**Problem**: Return the lines from the start of the data through the line with "pub const fn rgba(r: f32, g: f32, b: f32, a: f32)". Include both of those lines and no others.

**Source records**:
<<<<
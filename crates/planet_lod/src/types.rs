//! Core data types for planet meshing.

use serde::{Deserialize, Serialize};

/// Linear RGBA color.
#[repr(C)]
#[derive(Clone, Copy, Debug, PartialEq, Serialize, Deserialize)]
pub struct Color {
  pub r: f32,
  pub g: f32,
  pub b: f32,
  #[serde(default = "default_alpha")]
  pub a: f32,
}

fn default_alpha() -> f32 {
  1.0
}

impl Color {
  pub const WHITE: Self = Self::rgb(1.0, 1.0, 1.0);
  pub const BLACK: Self = Self::rgb(0.0, 0.0, 0.0);

  pub const fn rgba(r: f32, g: f32, b: f32, a: f32) -> Self {
    Self { r, g, b, a }
  }

  pub const fn rgb(r: f32, g: f32, b: f32) -> Self {
    Self { r, g, b, a: 1.0 }
  }

  /// Component-wise linear interpolation, `t` in [0, 1].
  #[inline]
  pub fn lerp(self, other: Self, t: f32) -> Self {
    Self {
      r: self.r + (other.r - self.r) * t,
      g: self.g + (other.g - self.g) * t,
      b: self.b + (other.b - self.b) * t,
      a: self.a + (other.a - self.a) * t,
    }
  }
}

impl Default for Color {
  fn default() -> Self {
    Self::WHITE
  }
}

/// One stop of a [`ColorGradient`].
#[derive(Clone, Copy, Debug, PartialEq, Serialize, Deserialize)]
pub struct GradientKey {
  /// Position along the gradient in [0, 1].
  pub time: f32,
  pub color: Color,
}

impl GradientKey {
  pub const fn new(time: f32, color: Color) -> Self {
    Self { time, color }
  }
}

/// Piecewise-linear color ramp over [0, 1].
///
/// Values before the first key take the first key's color, values after the
/// last key take the last key's color. An empty gradient is white.
#[derive(Clone, Debug, PartialEq, Serialize, Deserialize)]
#[serde(from = "Vec<GradientKey>", into = "Vec<GradientKey>")]
pub struct ColorGradient {
  keys: Vec<GradientKey>,
}

impl ColorGradient {
  /// Build a gradient; keys are sorted by time.
  pub fn new(mut keys: Vec<GradientKey>) -> Self {
    keys.sort_by(|a, b| a.time.total_cmp(&b.time));
    Self { keys }
  }

  /// Two-stop gradient.
  pub fn linear(start: Color, end: Color) -> Self {
    Self::new(vec![GradientKey::new(0.0, start), GradientKey::new(1.0, end)])
  }

  pub fn keys(&self) -> &[GradientKey] {
    &self.keys
  }

  /// Color at `t`. Non-finite `t` is treated as 0.
  pub fn evaluate(&self, t: f32) -> Color {
    let t = if t.is_finite() { t } else { 0.0 };

    let (first, last) = match (self.keys.first(), self.keys.last()) {
      (Some(first), Some(last)) => (first, last),
      _ => return Color::WHITE,
    };

    if t <= first.time {
      return first.color;
    }
    if t >= last.time {
      return last.color;
    }

    for pair in self.keys.windows(2) {
      let (a, b) = (pair[0], pair[1]);
      if t <= b.time {
        let span = b.time - a.time;
        if span <= f32::EPSILON {
          return b.color;
        }
        return a.color.lerp(b.color, (t - a.time) / span);
      }
    }

    last.color
  }
}

impl Default for ColorGradient {
  /// Shore sand through grass and rock up to snow.
  fn default() -> Self {
    Self::new(vec![
      GradientKey::new(0.0, Color::rgb(0.76, 0.70, 0.50)),
      GradientKey::new(0.15, Color::rgb(0.33, 0.55, 0.22)),
      GradientKey::new(0.55, Color::rgb(0.40, 0.36, 0.30)),
      GradientKey::new(0.85, Color::rgb(0.55, 0.55, 0.55)),
      GradientKey::new(1.0, Color::WHITE),
    ])
  }
}

impl From<Vec<GradientKey>> for ColorGradient {
  fn from(keys: Vec<GradientKey>) -> Self {
    Self::new(keys)
  }
}

impl From<ColorGradient> for Vec<GradientKey> {
  fn from(gradient: ColorGradient) -> Self {
    gradient.keys
  }
}

/// Triangle mesh buffers handed to a mesh sink.
///
/// `colors` is either empty (collider meshes) or parallel to `vertices`.
#[derive(Clone, Debug, Default, PartialEq)]
pub struct MeshBuffers {
  /// Vertex positions relative to the planet center.
  pub vertices: Vec<[f32; 3]>,

  /// Per-vertex unit normals (parallel to vertices).
  pub normals: Vec<[f32; 3]>,

  /// Triangle indices (3 indices per triangle).
  pub triangles: Vec<u32>,

  /// Per-vertex colors (empty for collider meshes).
  pub colors: Vec<Color>,
}

impl MeshBuffers {
  pub fn new() -> Self {
    Self::default()
  }

  /// Clear all buffers, preserving capacity.
  pub fn clear(&mut self) {
    self.vertices.clear();
    self.normals.clear();
    self.triangles.clear();
    self.colors.clear();
  }

  /// Returns true if no geometry was generated.
  pub fn is_empty(&self) -> bool {
    self.vertices.is_empty()
  }

  /// Number of triangles in the mesh.
  pub fn triangle_count(&self) -> usize {
    self.triangles.len() / 3
  }

  /// Append another buffer whose indices already account for this buffer's
  /// vertex count.
  ///
  /// Colors are only kept while every appended part carries them.
  pub fn append(&mut self, mut other: MeshBuffers, keep_colors: bool) {
    self.vertices.append(&mut other.vertices);
    self.normals.append(&mut other.normals);
    self.triangles.append(&mut other.triangles);
    if keep_colors {
      self.colors.append(&mut other.colors);
    }
  }
}

/// Per-face render and collider buffers, rebuilt wholesale each regeneration.
#[derive(Clone, Debug, Default, PartialEq)]
pub struct PlanetMeshBuffers {
  pub render: MeshBuffers,
  pub collider: MeshBuffers,
}

impl PlanetMeshBuffers {
  pub fn clear(&mut self) {
    self.render.clear();
    self.collider.clear();
  }
}

#[cfg(test)]
#[path = "types_test.rs"]
mod types_test;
>>>>
**Output for this task**:
filename crates/planet_lod/src/types.rs
//! Core data types for planet meshing.

use serde::{Deserialize, Serialize};

/// Linear RGBA color.
#[repr(C)]
#[derive(Clone, Copy, Debug, PartialEq, Serialize, Deserialize)]
pub struct Color {
  pub r: f32,
  pub g: f32,
  pub b: f32,
  #[serde(default = "default_alpha")]
  pub a: f32,
}

fn default_alpha() -> f32 {
  1.0
}

impl Color {
  pub const WHITE: Self = Self::rgb(1.0, 1.0, 1.0);
  pub const BLACK: Self = Self::rgb(0.0, 0.0, 0.0);

  pub const fn rgba(r: f32, g: f32, b: f32, a: f32) -> Self {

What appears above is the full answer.